╭─ ENTRIES PROVIDED

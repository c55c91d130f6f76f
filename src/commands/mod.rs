//! CLI commands

pub mod build;
pub mod serve;
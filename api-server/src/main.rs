//! ESP Risk Assessment API - entry point

use std::net::SocketAddr;
use std::sync::Arc;

use anyhow::Context;

use esp_risk_core::{DriftThresholdTable, OnnxClassifier, RiskConfig, RiskEngine};
use esp_risk_server::{create_router, init_tracing, AppState, Config};

#[tokio::main]
async fn main() -> anyhow::Result<()> {
    dotenvy::dotenv().ok();

    // Initialize logging
    init_tracing();

    // Load configuration
    let config = Config::from_env();

    tracing::info!("ESP Risk API starting ({})...", config.environment);

    // Model is loaded once; the server does not start without it
    let classifier = OnnxClassifier::load(&config.model_path, &config.manifest_path)
        .with_context(|| format!("Model or manifest not loadable: {}", config.model_path.display()))?;

    let engine = RiskEngine::new(RiskConfig {
        drift: DriftThresholdTable::default(),
        policy: config.risk_policy(),
    })?;

    let state = AppState::new(engine, Arc::new(classifier));
    let app = create_router(state);

    // Start server
    let addr = SocketAddr::from(([0, 0, 0, 0], config.port));
    tracing::info!("🚀 Server listening on http://{}", addr);

    let listener = tokio::net::TcpListener::bind(addr).await?;
    axum::serve(listener, app).await?;

    Ok(())
}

╰─

● **WORK REQUEST**
Pull out each record as written and restate it exactly.

● **RESPONSE BOX**
repository c55c91d130f6f76f
filename src/commands/mod.rs
//! CLI commands

pub mod build;
pub mod serve;
filename api-server/src/main.rs
//! ESP Risk Assessment API - entry point

use std::net::SocketAddr;
use std::sync::Arc;

use anyhow::Context;

use esp_risk_core::{DriftThresholdTable, OnnxClassifier, RiskConfig, RiskEngine};
use esp_risk_server::{create_router, init_tracing, AppState, Config};

#[tokio::main]
async fn main() -> anyhow::Result<()> {
    dotenvy::dotenv().ok();

    // Initialize logging
    init_tracing();

    // Load configuration
    let config = Config::from_env();

    tracing::info!("ESP Risk API starting ({})...", config.environment);

    // Model is loaded once; the server does not start without it
    let classifier = OnnxClassifier::load(&config.model_path, &config.manifest_path)
        .with_context(|| format!("Model or manifest not loadable: {}", config.model_path.display()))?;

    let engine = RiskEngine::new(RiskConfig {
        drift: DriftThresholdTable::default(),
        policy: config.risk_policy(),
    })?;

    let state = AppState::new(engine, Arc::new(classifier));
    let app = create_router(state);

    // Start server
    let addr = SocketAddr::from(([0, 0, 0, 0], config.port));
    tracing::info!("🚀 Server listening on http://{}", addr);

    let listener = tokio::net::TcpListener::bind(addr).await?;
    axum::serve(listener, app).await?;

    Ok(())
}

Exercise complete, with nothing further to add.